(05-16-2026, 12:08 PM)ArMaP Wrote: For a common person at the time, the claim (that's what we were talking about, claims, not facts) that the apple attracts the Earth is extraordinary.
Indeed. But common persons knew nothing of it. The claim was confined to a small fraction of university graduates, at a time when education beyond religious instruction and the three Rs did not exist except for the upper classes. The ones who knew of Newton’s work were the elite of the elite, intellectually speaking, and to them there was nothing extraordinary about it at all.
Quote:We don't know what kind of evidence explains any claim, so we cannot say that it has to be extraordinary just because the claim is. It's possible that it needs extraordinary evidence, but it's also possible it doesn't.
I think you had better state precisely what you mean by ‘extraordinary claim’ and ‘extraordinary evidence’. Herewith, I give you my own definitions. An ‘extraordinary claim’ is to the effect that something rare, secret or unexpected is happening (aliens are visiting Earth and communicating with humans), or that the
reason something is happening is rare, secret or unexpected (the aliens want human DNA and governments are secretly supplying it to them in exchange for access to their advanced technology). ‘Extraordinary evidence’ is evidence that is rare, unexpected or difficult to obtain (possibly because someone is keeping it secret), or evidence that is unusually rigorous. It is in the last sense, as I understand it, that Sagan was using the term.
If you don’t like those definitions, provide your own; if you accept them, explain how an extraordinary claim can be proven with anything except extraordinary evidence – and how this extraordinary evidence can be obtained without extraordinary research.
I’m still waiting, by the way, for the examples I asked you for earlier.
Quote:I don't see research as evidence, I see evidence as a result of research.
A debating point, no more. Extraordinary efforts were needed to obtain the evidence for the theories I mentioned earlier, and it came as quite a shock to the world when Ross found the same protozoan in the stomachs of
Anopheles mosquitoes that Laveran had earlier found in the blood of malaria patients.
Extraordinary evidence is that which is difficult to obtain, requiring extraordinary efforts. You are making a distinction without a difference, or as it is more commonly put, splitting hairs.
Quote:People will feel more open to accept other opinions if they do not feel attacked.
You keep returning to this.
It is irrelevant. Are we here to entertain and argue with each other, or to get at the truth? Personally, I say it is the former; this is just a rather primitive social-media site.
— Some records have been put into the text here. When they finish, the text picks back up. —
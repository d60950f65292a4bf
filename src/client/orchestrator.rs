//! Client orchestrator (C7, spec §4.7): binds the wire codec, piece
//! controller, and peer sessions into the three operator-visible flows —
//! create+seed, fetch, and tracker bootstrap.

use crate::chord::node::ChordNode;
use crate::chord::rpc::{read_frame, write_frame, TcpRingTransport};
use crate::error::{Error, ProtocolError};
use crate::peer::session::{serve_inbound, PeerSession, UploadTable};
use crate::piece::controller::{PieceController, ReceiveOutcome};
use crate::torrent::Torrent;
use crate::tracker::server::Tracker;
use crate::tracker::store::Store;
use rand::seq::SliceRandom;
use serde_json::{json, Value};
use std::collections::{HashMap, HashSet};
use std::net::{SocketAddr, TcpListener, TcpStream};
use std::path::{Path, PathBuf};
use std::sync::{Arc, Mutex};
use std::time::Duration;

/// Speaks the tracker's framed-JSON RPC from outside the ring (a downloader
/// or seeder is not itself a Chord member).
pub struct TrackerClient {
    addr: SocketAddr,
}

impl TrackerClient {
    pub fn new(addr: SocketAddr) -> TrackerClient {
        TrackerClient { addr }
    }

    fn call(&self, request: Value) -> Result<Value, Error> {
        let mut stream = TcpStream::connect_timeout(&self.addr, Duration::from_secs(5))?;
        write_frame(&mut stream, &request)?;
        Ok(read_frame(&mut stream)?)
    }

    pub fn register_torrent(&self, torrent: &Torrent, peer_id: [u8; 20], port: u16) -> Result<(), Error> {
        let request = json!({
            "type": "register_torrent",
            "torrent_metadata": {
                "info_hash": torrent.info_hash_hex(),
                "name": torrent.name(),
                "size": torrent.total_length(),
                "piece_size": torrent.piece_length(),
                "pieces": hex::encode(torrent.piece_hashes().concat()),
            },
            "peer_info": {
                "peer_id": crate::utils::peer_id_hex(&peer_id),
                "ip": self.addr.ip().to_string(),
                "port": port,
            },
        });
        self.call(request)?;
        Ok(())
    }

    pub fn get_torrent(&self, info_hash_hex: &str) -> Result<Value, Error> {
        self.call(json!({"type": "get_torrent", "info_hash": info_hash_hex}))
    }
}

/// In-memory seed table: which info_hashes this process is willing to serve,
/// and from which file.
#[derive(Default)]
pub struct UploadRegistry {
    entries: Mutex<HashMap<[u8; 20], (PathBuf, u64)>>,
}

impl UploadRegistry {
    pub fn new() -> UploadRegistry {
        UploadRegistry::default()
    }

    pub fn add(&self, info_hash: [u8; 20], path: PathBuf, piece_length: u64) {
        self.entries.lock().unwrap().insert(info_hash, (path, piece_length));
    }
}

impl UploadTable for UploadRegistry {
    fn resolve(&self, info_hash: &[u8; 20]) -> Option<(PathBuf, u64)> {
        self.entries.lock().unwrap().get(info_hash).cloned()
    }
}

/// Hashes `path` into fixed-size pieces and writes a `.torrent` metainfo file
/// alongside it, then registers with the tracker and starts serving inbound
/// peer sessions.
pub fn create_and_seed(
    path: &Path,
    piece_length: i64,
    announce: Option<String>,
    tracker_addr: SocketAddr,
    listen_addr: SocketAddr,
    registry: Arc<UploadRegistry>,
) -> Result<Torrent, Error> {
    use sha1::{Digest, Sha1};

    let data = std::fs::read(path)?;
    let mut hashes = Vec::new();
    for chunk in data.chunks(piece_length as usize) {
        let mut hasher = Sha1::new();
        hasher.update(chunk);
        hashes.push(hasher.finalize().into());
    }
    let name = path
        .file_name()
        .map(|n| n.to_string_lossy().into_owned())
        .unwrap_or_else(|| "unnamed".to_string());
    let torrent = Torrent::new(name, data.len() as i64, piece_length, &hashes, announce);

    let torrent_path = path.with_extension("torrent");
    torrent
        .save(&torrent_path)
        .map_err(|e| Error::Metainfo(e.to_string()))?;

    registry.add(torrent.info_hash(), path.to_path_buf(), piece_length as u64);

    let peer_id = crate::utils::generate_peer_id();
    let client = TrackerClient::new(tracker_addr);
    client.register_torrent(&torrent, peer_id, listen_addr.port())?;

    let listener = TcpListener::bind(listen_addr)?;
    let registry_for_thread = Arc::clone(&registry);
    std::thread::spawn(move || {
        for incoming in listener.incoming() {
            match incoming {
                Ok(stream) => {
                    let registry = Arc::clone(&registry_for_thread);
                    let peer_id = crate::utils::generate_peer_id();
                    std::thread::spawn(move || {
                        if let Err(e) = serve_inbound(stream, peer_id, registry.as_ref()) {
                            log::warn!("inbound peer session ended: {e}");
                        }
                    });
                }
                Err(e) => log::warn!("seed accept failed: {e}"),
            }
        }
    });

    Ok(torrent)
}

/// Queries the tracker for `info_hash`'s peer set, connects to each peer,
/// and drives the piece controller to completion (spec §4.7 fetch).
pub fn fetch(
    info_hash_hex: &str,
    tracker_addr: SocketAddr,
    my_peer_id: [u8; 20],
    output_path: &Path,
) -> Result<(), Error> {
    let client = TrackerClient::new(tracker_addr);
    let record = client.get_torrent(info_hash_hex)?;
    if let Some(s) = record.as_str() {
        return Err(ProtocolError::BadPeerResponse(s.to_string()).into());
    }

    let info_hash = {
        let mut bytes = [0u8; 20];
        let decoded = hex::decode(info_hash_hex).map_err(|_| {
            ProtocolError::BadPeerResponse("info_hash is not valid hex".to_string())
        })?;
        bytes.copy_from_slice(&decoded);
        bytes
    };

    let total_size = record.get("size").and_then(Value::as_u64).unwrap_or(0);
    let piece_size = record.get("piece_size").and_then(Value::as_u64).unwrap_or(1).max(1);
    let pieces_hex = record.get("pieces").and_then(Value::as_str).unwrap_or("");
    let pieces_blob = hex::decode(pieces_hex).unwrap_or_default();
    let num_pieces = (pieces_blob.len() / 20).max(1);
    let piece_hashes: Vec<[u8; 20]> = (0..num_pieces)
        .map(|i| {
            let mut h = [0u8; 20];
            if pieces_blob.len() >= (i + 1) * 20 {
                h.copy_from_slice(&pieces_blob[i * 20..(i + 1) * 20]);
            }
            h
        })
        .collect();
    let piece_sizes: Vec<usize> = (0..num_pieces)
        .map(|i| {
            if i + 1 == num_pieces {
                (total_size - (num_pieces as u64 - 1) * piece_size) as usize
            } else {
                piece_size as usize
            }
        })
        .collect();

    let controller = Arc::new(PieceController::new(
        &piece_sizes,
        &piece_hashes,
        piece_size,
        output_path,
    )?);

    let peers: Vec<PeerDescriptorJson> = record
        .get("peers")
        .and_then(Value::as_array)
        .map(|arr| arr.iter().filter_map(parse_peer).collect())
        .unwrap_or_default();

    let mut sessions = Vec::new();
    for peer in peers {
        match PeerSession::connect(peer.addr, info_hash, my_peer_id) {
            Ok(session) => sessions.push(Arc::new(session)),
            Err(e) => log::warn!("failed to connect to peer {}: {e}", peer.addr),
        }
    }
    if sessions.is_empty() {
        return Err(ProtocolError::BadPeerResponse("no reachable peers".to_string()).into());
    }
    let sessions = Arc::new(sessions);

    let reaper = PieceController::spawn_reaper(Arc::clone(&controller), Duration::from_secs(5));

    let mut workers = Vec::new();
    for piece_index in 0..num_pieces {
        let controller = Arc::clone(&controller);
        let sessions = Arc::clone(&sessions);
        workers.push(std::thread::spawn(move || {
            run_piece_worker(controller, sessions, piece_index);
        }));
    }
    for w in workers {
        let _ = w.join();
    }
    drop(reaper);

    Ok(())
}

struct PeerDescriptorJson {
    addr: SocketAddr,
}

fn parse_peer(value: &Value) -> Option<PeerDescriptorJson> {
    let ip = value.get("ip")?.as_str()?;
    let port = value.get("port")?.as_u64()? as u16;
    let addr: SocketAddr = format!("{ip}:{port}").parse().ok()?;
    Some(PeerDescriptorJson { addr })
}

/// One worker per piece: repeatedly asks the controller for a block, picks a
/// free peer session (excluding any that supplied bad data for this piece),
/// and integrates the response (spec §4.3 scheduling policy).
fn run_piece_worker(
    controller: Arc<PieceController>,
    sessions: Arc<Vec<Arc<PeerSession>>>,
    piece_index: usize,
) {
    let mut excluded: HashSet<[u8; 20]> = HashSet::new();
    while !controller.has_piece(piece_index) {
        let Some(work) = controller.pick_work(piece_index) else {
            std::thread::sleep(Duration::from_millis(50));
            if controller.has_piece(piece_index) {
                return;
            }
            continue;
        };

        let candidates: Vec<&Arc<PeerSession>> = sessions
            .iter()
            .filter(|s| !excluded.contains(&s.peer_id))
            .collect();
        let Some(session) = candidates.choose(&mut rand::thread_rng()).copied() else {
            std::thread::sleep(Duration::from_millis(200));
            continue;
        };
        if !session.try_acquire() {
            continue;
        }

        let block_result = session.request_block(work.piece_index as u32, work.begin, work.length);
        session.release();

        match block_result {
            Ok(data) => {
                match controller.receive_block(work.piece_index, work.block_index, data) {
                    ReceiveOutcome::IntegrityFailed(_) => {
                        excluded.insert(session.peer_id);
                    }
                    ReceiveOutcome::Pending | ReceiveOutcome::PieceComplete => {}
                }
            }
            Err(e) => {
                log::warn!("request to {} failed: {e}", session.addr);
                controller.release_block(work.piece_index, work.block_index);
                session.close();
                excluded.insert(session.peer_id);
            }
        }
    }
}

/// Starts a tracker node: either a fresh single-node ring, or joining an
/// existing one through `bootstrap`. Spawns the stabiliser and RPC accept
/// loop on background threads and returns the live [`Tracker`] handle.
pub fn bootstrap_tracker(
    addr: SocketAddr,
    m: u32,
    bootstrap: Option<SocketAddr>,
    store_path: &Path,
) -> Result<Arc<Tracker>, Error> {
    let node = Arc::new(ChordNode::new(addr.to_string(), m, Arc::new(TcpRingTransport)));
    node.join(bootstrap.map(|a| a.to_string()).as_deref())?;

    let stabiliser = ChordNode::spawn_stabiliser(Arc::clone(&node), crate::chord::node::STABILISE_PERIOD);

    let store = Arc::new(Store::open(store_path)?);
    let tracker = Arc::new(Tracker::new(Arc::clone(&node), store).with_stabiliser(stabiliser));

    let serve_tracker = Arc::clone(&tracker);
    let bind_addr = addr.to_string();
    std::thread::spawn(move || {
        if let Err(e) = serve_tracker.serve(&bind_addr) {
            log::error!("tracker RPC server exited: {e}");
        }
    });

    Ok(tracker)
}

#[cfg(test)]
mod tests {
    use super::*;
    use sha1::{Digest, Sha1};

    /// Single-peer download (spec §8): a seeder serves inbound REQUESTs from
    /// its own file, a leecher drives the piece controller against a single
    /// session, and the reconstructed output matches the source byte-for-byte.
    #[test]
    fn single_peer_download_reconstructs_the_source_file() {
        let content: Vec<u8> = (0u8..=255).cycle().take(100).collect();
        let piece_length = 16usize;

        let hashes: Vec<[u8; 20]> = content
            .chunks(piece_length)
            .map(|chunk| {
                let mut hasher = Sha1::new();
                hasher.update(chunk);
                hasher.finalize().into()
            })
            .collect();
        let num_pieces = hashes.len();
        let piece_sizes: Vec<usize> = (0..num_pieces)
            .map(|i| {
                if i + 1 == num_pieces {
                    content.len() - i * piece_length
                } else {
                    piece_length
                }
            })
            .collect();

        let seed_dir = tempfile::tempdir().unwrap();
        let seed_path = seed_dir.path().join("source.bin");
        std::fs::write(&seed_path, &content).unwrap();

        let info_hash = [7u8; 20];
        let registry = Arc::new(UploadRegistry::new());
        registry.add(info_hash, seed_path.clone(), piece_length as u64);

        let listener = TcpListener::bind("127.0.0.1:0").unwrap();
        let seed_addr = listener.local_addr().unwrap();
        std::thread::spawn(move || {
            for incoming in listener.incoming() {
                let Ok(stream) = incoming else { continue };
                let registry = Arc::clone(&registry);
                let peer_id = crate::utils::generate_peer_id();
                std::thread::spawn(move || {
                    let _ = serve_inbound(stream, peer_id, registry.as_ref());
                });
            }
        });

        let my_peer_id = crate::utils::generate_peer_id();
        let session = Arc::new(PeerSession::connect(seed_addr, info_hash, my_peer_id).unwrap());
        let sessions = Arc::new(vec![session]);

        let out_dir = tempfile::tempdir().unwrap();
        let out_path = out_dir.path().join("dest.bin");
        let controller = Arc::new(
            PieceController::new(&piece_sizes, &hashes, piece_length as u64, &out_path).unwrap(),
        );

        let mut workers = Vec::new();
        for piece_index in 0..num_pieces {
            let controller = Arc::clone(&controller);
            let sessions = Arc::clone(&sessions);
            workers.push(std::thread::spawn(move || {
                run_piece_worker(controller, sessions, piece_index);
            }));
        }
        for w in workers {
            w.join().unwrap();
        }

        assert!(controller.is_complete());
        let downloaded = std::fs::read(&out_path).unwrap();
        assert_eq!(downloaded, content);
    }
}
But the common narrative here – a narrative you have played into for years by making heroic efforts to preserve the old ‘data’ from ATS and make it accessible here – is that these sites exist(ed) to find out the truth – ‘to deny ignorance’, as the motto is.
If that really is true, then sparing the truth and stroking people’s egos is futile and most likely to lead us astray in our inquiries. The scientific world is not so tolerant; scientists know that good science cannot be done under those conditions. No more tolerant are philosophers, mathematicians, historians, engineers and others whose work depends on the truth – often as a matter of life and death. People who value feelings above the truth, on the other hand, are hucksters (including priests and ministers of all religions), politicians (including terrorists), flatterers and social parasites, the self-deluding, and the insane.
Quote:Being a programmer, I do that all the time, when facts show me that my thinking was completely wrong.
Unfortunately that is not what I meant. The trivial realisation that one has made a mistake in one’s procedures or calculations while at work is an experience common to us all and its consequences, if any, are usually minor. The emotional consequences of realising that years of work have been wasted because you made a severe category error when judging the material in the first place is something very different.
So you’re a programmer who has never heard of Richard Dawkins. Never heard of his use of cellular automata in his biological research?